Application profiles (AP) impose a set of constraints on the logical model tying it to a particular system implementation. The application profiles in this project must be expressed using SHACL language. The approach taken by the Publications Office to develop APs is described in [_16]. The same style should be maintained for the eProcurement APs.

The AP must be conceived as extending the core ontology and fleshing out the classes and properties with node and property shapes (see [_43], Sec 2.2–2.3). The constraints available in the conceptual model are generic and should be automatically generated. However, when it comes to integration with specific systems, these constraints may not be sufficient, possibly being too rigid at times. Therefore, it is recommended to conceptualise the data shapes not as a single-fits-all AP, but rather to create specific APs as the need arises.

4.6. Formal ontology restrictions component

This component accommodates formal intentional definitions of the classes and properties. It is mostly formed of subclass restrictions, complex class definitions, and domain and range specifications for properties, which can be derived from the conceptual model.

This component provides the rules and logical conditions for reasoning with eProcurement ontology. Therefore, the statements from this component play the role of necessary and sufficient conditions to support consistency checking and classification reasoning functionalities for eProcurement ontology.

Mostly expressions in OWL 2 should be acceptable for the reasoning purposes of eProcurement ontology. It is possible, however, that OWL 2 is too expressive, leading to slow reasoning, and thus downgrading to an OWL dialect (EL, QL, RL) might be necessary. This implies that multiple variants of these components should be generated, one for each OWL dialect as described in Section 5.4. Each of these variants shall be tested, and the most appropriate choice selected for reasoning in the validation phase (see Section 3.5).

5. Formal considerations

This section addresses the aspects of logics in the eProcurement ontology. It specifies the semantics, the relationship between the abstract layer of the ontology and the instance data, under what assumptions the inference is done, and what level of logical formalism the ontology components should adopt to maintain flexibility and reasoning capacity.

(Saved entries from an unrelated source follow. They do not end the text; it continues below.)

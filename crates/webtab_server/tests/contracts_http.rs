use serde_json::{Value, json};
use std::path::Path;
use webtab_backend::StorageConfig;
use webtab_server::{ServerConfig, StartedServer, start_server_with_config};

struct TestServer {
    server: StartedServer,
    _root: tempfile::TempDir,
}

impl TestServer {
    fn url(&self, path: &str) -> String {
        format!("http://{}{path}", self.server.addr)
    }
}

fn temp_dir(prefix: &str) -> tempfile::TempDir {
    tempfile::Builder::new()
        .prefix(&format!("webtab-contracts-{prefix}-"))
        .tempdir()
        .expect("create temp dir")
}

async fn start_test_server(sync_dir: Option<&Path>) -> TestServer {
    let root = temp_dir("root");
    let web_dist = root.path().join("web");
    std::fs::create_dir_all(&web_dist).expect("create web dist");
    std::fs::write(web_dist.join("index.html"), "<html>webtab</html>").expect("write index");

    let config = ServerConfig {
        storage: StorageConfig {
            root: root.path().join("data"),
            sync_dir: sync_dir.map(Path::to_path_buf),
        },
        web_dist,
    };
    let server = start_server_with_config("127.0.0.1:0".parse().unwrap(), config)
        .await
        .expect("start server");

    TestServer {
        server,
        _root: root,
    }
}

async fn get_json(client: &reqwest::Client, url: String) -> Value {
    let res = client.get(url).send().await.expect("send get");
    assert!(res.status().is_success(), "unexpected status {}", res.status());
    res.json().await.expect("parse json")
}

async fn post_action(
    client: &reqwest::Client,
    server: &TestServer,
    action: Value,
) -> reqwest::Response {
    client
        .post(server.url("/api/actions"))
        .json(&action)
        .send()
        .await
        .expect("send action")
}

fn custom_categories() -> Value {
    json!([
        {
            "id": "home",
            "title": "Home",
            "shortcuts": [
                { "id": "1", "title": "Docs", "url": "https://docs.rs", "color": "#3b82f6" },
                {
                    "id": "2",
                    "title": "Crates",
                    "url": "https://crates.io",
                    "iconUrl": "https://crates.io/favicon.ico"
                }
            ]
        },
        { "id": "work", "title": "Work", "shortcuts": [] }
    ])
}

#[tokio::test]
async fn health_and_static_fallback() {
    let server = start_test_server(None).await;
    let client = reqwest::Client::new();

    let health = client
        .get(server.url("/api/health"))
        .send()
        .await
        .expect("send health");
    assert_eq!(health.status(), reqwest::StatusCode::OK);
    assert_eq!(health.text().await.unwrap(), "ok");

    let page = client
        .get(server.url("/some/client/route"))
        .send()
        .await
        .expect("send page");
    assert_eq!(page.text().await.unwrap(), "<html>webtab</html>");
}

#[tokio::test]
async fn fresh_install_serves_defaults() {
    let server = start_test_server(None).await;
    let client = reqwest::Client::new();

    let categories = get_json(&client, server.url("/api/categories")).await;
    let categories = categories.as_array().expect("categories array");
    assert_eq!(categories.len(), 2);
    assert_eq!(categories[0]["id"], "home");
    assert_eq!(categories[0]["shortcuts"].as_array().unwrap().len(), 4);
    assert_eq!(categories[1]["id"], "social");
    assert_eq!(categories[1]["shortcuts"].as_array().unwrap().len(), 2);

    let settings = get_json(&client, server.url("/api/settings")).await;
    assert_eq!(settings["userName"], "User");
    assert_eq!(settings["useAiGreetings"], true);
}

#[tokio::test]
async fn saved_categories_and_settings_are_served_back() {
    let sync = temp_dir("sync");
    let server = start_test_server(Some(sync.path())).await;
    let client = reqwest::Client::new();

    let res = client
        .put(server.url("/api/categories"))
        .json(&custom_categories())
        .send()
        .await
        .expect("put categories");
    assert_eq!(res.status(), reqwest::StatusCode::NO_CONTENT);

    let settings = json!({
        "userName": "Ada",
        "backgroundImageUrl": "https://example.com/bg.jpg",
        "useAiGreetings": false
    });
    let res = client
        .put(server.url("/api/settings"))
        .json(&settings)
        .send()
        .await
        .expect("put settings");
    assert_eq!(res.status(), reqwest::StatusCode::NO_CONTENT);

    assert_eq!(
        get_json(&client, server.url("/api/categories/cached")).await,
        custom_categories()
    );
    assert_eq!(
        get_json(&client, server.url("/api/categories")).await,
        custom_categories()
    );
    assert_eq!(get_json(&client, server.url("/api/settings")).await, settings);
    assert!(sync.path().join("categories.json").is_file());
    assert!(sync.path().join("settings.json").is_file());
}

#[tokio::test]
async fn malformed_writes_are_rejected() {
    let server = start_test_server(None).await;
    let client = reqwest::Client::new();

    let res = client
        .put(server.url("/api/categories"))
        .json(&json!([]))
        .send()
        .await
        .expect("put categories");
    assert_eq!(res.status(), reqwest::StatusCode::BAD_REQUEST);
    assert!(res.text().await.unwrap().contains("categories is empty"));

    let res = client
        .put(server.url("/api/settings"))
        .json(&json!({ "userName": "Ada" }))
        .send()
        .await
        .expect("put settings");
    assert_eq!(res.status(), reqwest::StatusCode::BAD_REQUEST);
}

#[tokio::test]
async fn remote_value_wins_across_devices() {
    let sync = temp_dir("shared-sync");
    let first = start_test_server(Some(sync.path())).await;
    let second = start_test_server(Some(sync.path())).await;
    let client = reqwest::Client::new();

    // Populate the second device's cache before the first device writes.
    get_json(&client, second.url("/api/categories")).await;

    client
        .put(first.url("/api/categories"))
        .json(&custom_categories())
        .send()
        .await
        .expect("put categories");

    let stale = get_json(&client, second.url("/api/categories/cached")).await;
    assert_eq!(stale[1]["id"], "social");

    assert_eq!(
        get_json(&client, second.url("/api/categories")).await,
        custom_categories()
    );

    let res = client
        .post(second.url("/api/cache/invalidate"))
        .send()
        .await
        .expect("invalidate");
    assert_eq!(res.status(), reqwest::StatusCode::NO_CONTENT);
    assert_eq!(
        get_json(&client, second.url("/api/categories/cached")).await,
        custom_categories()
    );
}

#[tokio::test]
async fn collection_actions_edit_and_persist() {
    let server = start_test_server(None).await;
    let client = reqwest::Client::new();
    get_json(&client, server.url("/api/categories")).await;

    let add = json!({ "type": "add_category", "title": "Reading" });
    let res = post_action(&client, &server, add).await;
    assert_eq!(res.status(), reqwest::StatusCode::OK);
    let categories: Value = res.json().await.unwrap();
    let reading_id = categories[2]["id"].as_str().expect("new category id").to_owned();
    assert_eq!(categories[2]["title"], "Reading");

    let res = post_action(
        &client,
        &server,
        json!({
            "type": "add_shortcut",
            "category_id": "home",
            "title": "Rust",
            "url": "rust-lang.org"
        }),
    )
    .await;
    let categories: Value = res.json().await.unwrap();
    let added = &categories[0]["shortcuts"][4];
    assert_eq!(added["url"], "https://rust-lang.org");
    assert!(added["color"].is_string());
    let added_id = added["id"].as_str().unwrap().to_owned();

    let res = post_action(
        &client,
        &server,
        json!({
            "type": "reorder_shortcut",
            "category_id": "home",
            "from_index": 4,
            "to_index": 0
        }),
    )
    .await;
    let categories: Value = res.json().await.unwrap();
    assert_eq!(categories[0]["shortcuts"][0]["id"], added_id);

    let res = post_action(
        &client,
        &server,
        json!({
            "type": "move_shortcut",
            "shortcut_id": added_id,
            "from_category_id": "home",
            "to_category_id": reading_id
        }),
    )
    .await;
    let categories: Value = res.json().await.unwrap();
    assert_eq!(categories[0]["shortcuts"].as_array().unwrap().len(), 4);
    assert_eq!(categories[2]["shortcuts"][0]["id"], added_id);

    let remove_home = json!({ "type": "remove_category", "category_id": "home" });
    let res = post_action(&client, &server, remove_home).await;
    assert_eq!(res.status(), reqwest::StatusCode::BAD_REQUEST);

    let res = post_action(
        &client,
        &server,
        json!({
            "type": "reorder_shortcut",
            "category_id": "home",
            "from_index": 9,
            "to_index": 0
        }),
    )
    .await;
    assert_eq!(res.status(), reqwest::StatusCode::BAD_REQUEST);

    let stored = get_json(&client, server.url("/api/categories")).await;
    assert_eq!(stored, categories);
}

#[tokio::test(flavor = "multi_thread", worker_threads = 8)]
async fn concurrent_actions_are_all_applied() {
    let server = start_test_server(None).await;
    let client = reqwest::Client::new();
    get_json(&client, server.url("/api/categories")).await;

    let requests = (0..40).map(|i| {
        let client = client.clone();
        let url = server.url("/api/actions");
        tokio::spawn(async move {
            client
                .post(url)
                .json(&json!({ "type": "add_category", "title": format!("Group {i}") }))
                .send()
                .await
                .expect("send action")
                .status()
        })
    });
    let requests: Vec<_> = requests.collect();
    for request in requests {
        assert_eq!(request.await.unwrap(), reqwest::StatusCode::OK);
    }

    let categories = get_json(&client, server.url("/api/categories")).await;
    let categories = categories.as_array().unwrap();
    assert_eq!(categories.len(), 42);
    for i in 0..40 {
        let title = format!("Group {i}");
        assert!(categories.iter().any(|c| c["title"] == title.as_str()), "missing {title}");
    }
}

#[tokio::test]
async fn first_action_builds_on_the_synced_collection() {
    let sync = temp_dir("first-action-sync");
    let first = start_test_server(Some(sync.path())).await;
    let second = start_test_server(Some(sync.path())).await;
    let client = reqwest::Client::new();

    client
        .put(first.url("/api/categories"))
        .json(&custom_categories())
        .send()
        .await
        .expect("put categories");

    let add = json!({ "type": "add_category", "title": "Later" });
    let res = post_action(&client, &second, add).await;
    assert_eq!(res.status(), reqwest::StatusCode::OK);
    let categories: Value = res.json().await.unwrap();
    let categories = categories.as_array().unwrap();
    assert_eq!(categories.len(), 3);
    assert_eq!(categories[1]["id"], "work");
    assert_eq!(categories[2]["title"], "Later");
}

#[tokio::test]
async fn loose_shortcuts_survive_import() {
    let server = start_test_server(None).await;
    let client = reqwest::Client::new();

    let res = client
        .post(server.url("/api/backup"))
        .body(
            r#"{
                "categories": [{"id": "home", "title": "Home", "shortcuts": [{"id": "1"}]}],
                "settings": {}
            }"#,
        )
        .send()
        .await
        .expect("import backup");
    assert_eq!(res.status(), reqwest::StatusCode::OK);

    let categories = get_json(&client, server.url("/api/categories")).await;
    assert_eq!(categories[0]["shortcuts"][0]["id"], "1");
}

#[tokio::test]
async fn backup_export_import_round_trip() {
    let source = start_test_server(None).await;
    let client = reqwest::Client::new();
    client
        .put(source.url("/api/categories"))
        .json(&custom_categories())
        .send()
        .await
        .expect("put categories");

    let res = client
        .get(source.url("/api/backup"))
        .send()
        .await
        .expect("export backup");
    assert_eq!(res.status(), reqwest::StatusCode::OK);
    let disposition = res
        .headers()
        .get(reqwest::header::CONTENT_DISPOSITION)
        .expect("content disposition")
        .to_str()
        .unwrap()
        .to_owned();
    assert!(disposition.starts_with("attachment; filename=\"webtab-backup-"), "{disposition}");
    assert!(disposition.ends_with(".json\""), "{disposition}");
    let document = res.text().await.unwrap();
    let parsed: Value = serde_json::from_str(&document).unwrap();
    assert_eq!(parsed["version"], "1.0");
    assert!(parsed["exportDate"].is_string());

    let target = start_test_server(None).await;
    let res = client
        .post(target.url("/api/backup"))
        .body(document)
        .send()
        .await
        .expect("import backup");
    assert_eq!(res.status(), reqwest::StatusCode::OK);
    let imported: Value = res.json().await.unwrap();
    assert_eq!(imported["categories"], custom_categories());

    assert_eq!(
        get_json(&client, target.url("/api/categories")).await,
        custom_categories()
    );
}

#[tokio::test]
async fn invalid_backup_is_rejected_without_changes() {
    let server = start_test_server(None).await;
    let client = reqwest::Client::new();
    client
        .put(server.url("/api/categories"))
        .json(&custom_categories())
        .send()
        .await
        .expect("put categories");

    let res = client
        .post(server.url("/api/backup"))
        .body(r#"{"categories":"x","settings":{}}"#)
        .send()
        .await
        .expect("import backup");
    assert_eq!(res.status(), reqwest::StatusCode::BAD_REQUEST);
    assert!(res.text().await.unwrap().contains("categories is not an array"));

    assert_eq!(
        get_json(&client, server.url("/api/categories")).await,
        custom_categories()
    );
}
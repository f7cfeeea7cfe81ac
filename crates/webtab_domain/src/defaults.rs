use crate::{Category, Shortcut, UserSettings};

pub const HOME_CATEGORY_ID: &str = "home";
pub const HOME_CATEGORY_TITLE: &str = "Home";
pub const DEFAULT_USER_NAME: &str = "User";
pub const DEFAULT_BACKGROUND: &str = "https://picsum.photos/1920/1080";

/// Palette offered for fallback avatars.
pub const SHORTCUT_COLORS: [&str; 10] = [
    "#ef4444", "#f97316", "#f59e0b", "#10b981", "#06b6d4", "#3b82f6", "#6366f1", "#8b5cf6",
    "#d946ef", "#f43f5e",
];

fn shortcut(id: &str, title: &str, url: &str, color: &str) -> Shortcut {
    Shortcut {
        id: id.to_owned(),
        title: title.to_owned(),
        url: url.to_owned(),
        icon_url: None,
        color: Some(color.to_owned()),
    }
}

pub fn default_categories() -> Vec<Category> {
    vec![
        Category {
            id: HOME_CATEGORY_ID.to_owned(),
            title: HOME_CATEGORY_TITLE.to_owned(),
            shortcuts: vec![
                shortcut("1", "Google", "https://www.google.com", "#4285F4"),
                shortcut("2", "YouTube", "https://www.youtube.com", "#FF0000"),
                shortcut("3", "GitHub", "https://github.com", "#24292e"),
                shortcut("4", "ChatGPT", "https://chat.openai.com", "#10A37F"),
            ],
        },
        Category {
            id: "social".to_owned(),
            title: "Social".to_owned(),
            shortcuts: vec![
                shortcut("5", "Twitter", "https://twitter.com", "#1DA1F2"),
                shortcut("6", "Reddit", "https://reddit.com", "#FF4500"),
            ],
        },
    ]
}

pub fn default_settings() -> UserSettings {
    UserSettings {
        user_name: DEFAULT_USER_NAME.to_owned(),
        background_image_url: DEFAULT_BACKGROUND.to_owned(),
        use_ai_greetings: true,
    }
}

5.1. Model and data relationship

DL ontologies are structured into two sets: ABox and TBox. The ABox consists of all (class or property) instance assertions. The TBox consists of all terminological axioms, i.e., of all subclass inclusion axioms. The ABox provides information about concrete individuals while the TBox describes general rules that hold for all individuals. In consequence, ABoxes tend to be much larger than TBoxes [_44].In Figure 10 depicts the delimitation and relations between the TBox and box ABox components of the eProcurement ontology.

ArchFig10

Figure 10: The relationship between the data and each of the ontology components

To explain the relevance of each component in Figure 10, two arbitrary datasets are brought in as examples. They instantiate the core ontology, which means that they consist of factual statements of concrete entities of eProcurement classes. In order to ensure that the instance data follow the intended ontology design minimally, they need to comply with a set of data shapes. Once this condition is satisfied, then given the domain inference rules, new knowledge can be inferred from the facts provided. The new knowledge is mainly oriented towards solving the classification task and does not cover other types of inference. It is important to note that the data shapes fall out of the TBox as they serve the validation function, and are based on a different set of assumptions. Firstly, they are interpreted under the closed world assumption, like in XML or RDBM contexts (see Section 5.3). Secondly, they follow RDF graph based semantics 5.2.

5.2. Semantics

Users of OWL [_52] can actually select between two slightly different semantics: direct semantics that corresponds to the Description Logics (DL) [_4], and RDF-based semantics which is based on translation of the OWL axioms into directed graphs. In this document we assume, by default, direct semantics. In particular cases (i.e. SPARQL entailments and SHACL data shapes) RDF-based semantics is adopted, and is explicitly mentioned in the document.

Description logics provide a concise language for OWL axioms and expressions. DLs are characterised by their expressive features. The description logic that supports all class expressions with >, ⊥, u, t, ¬, ∃ and ∀ is known as ALC (which originally used to be an abbreviation for Attribute Language with Complement). For a formal introduction into DL please consult [_4].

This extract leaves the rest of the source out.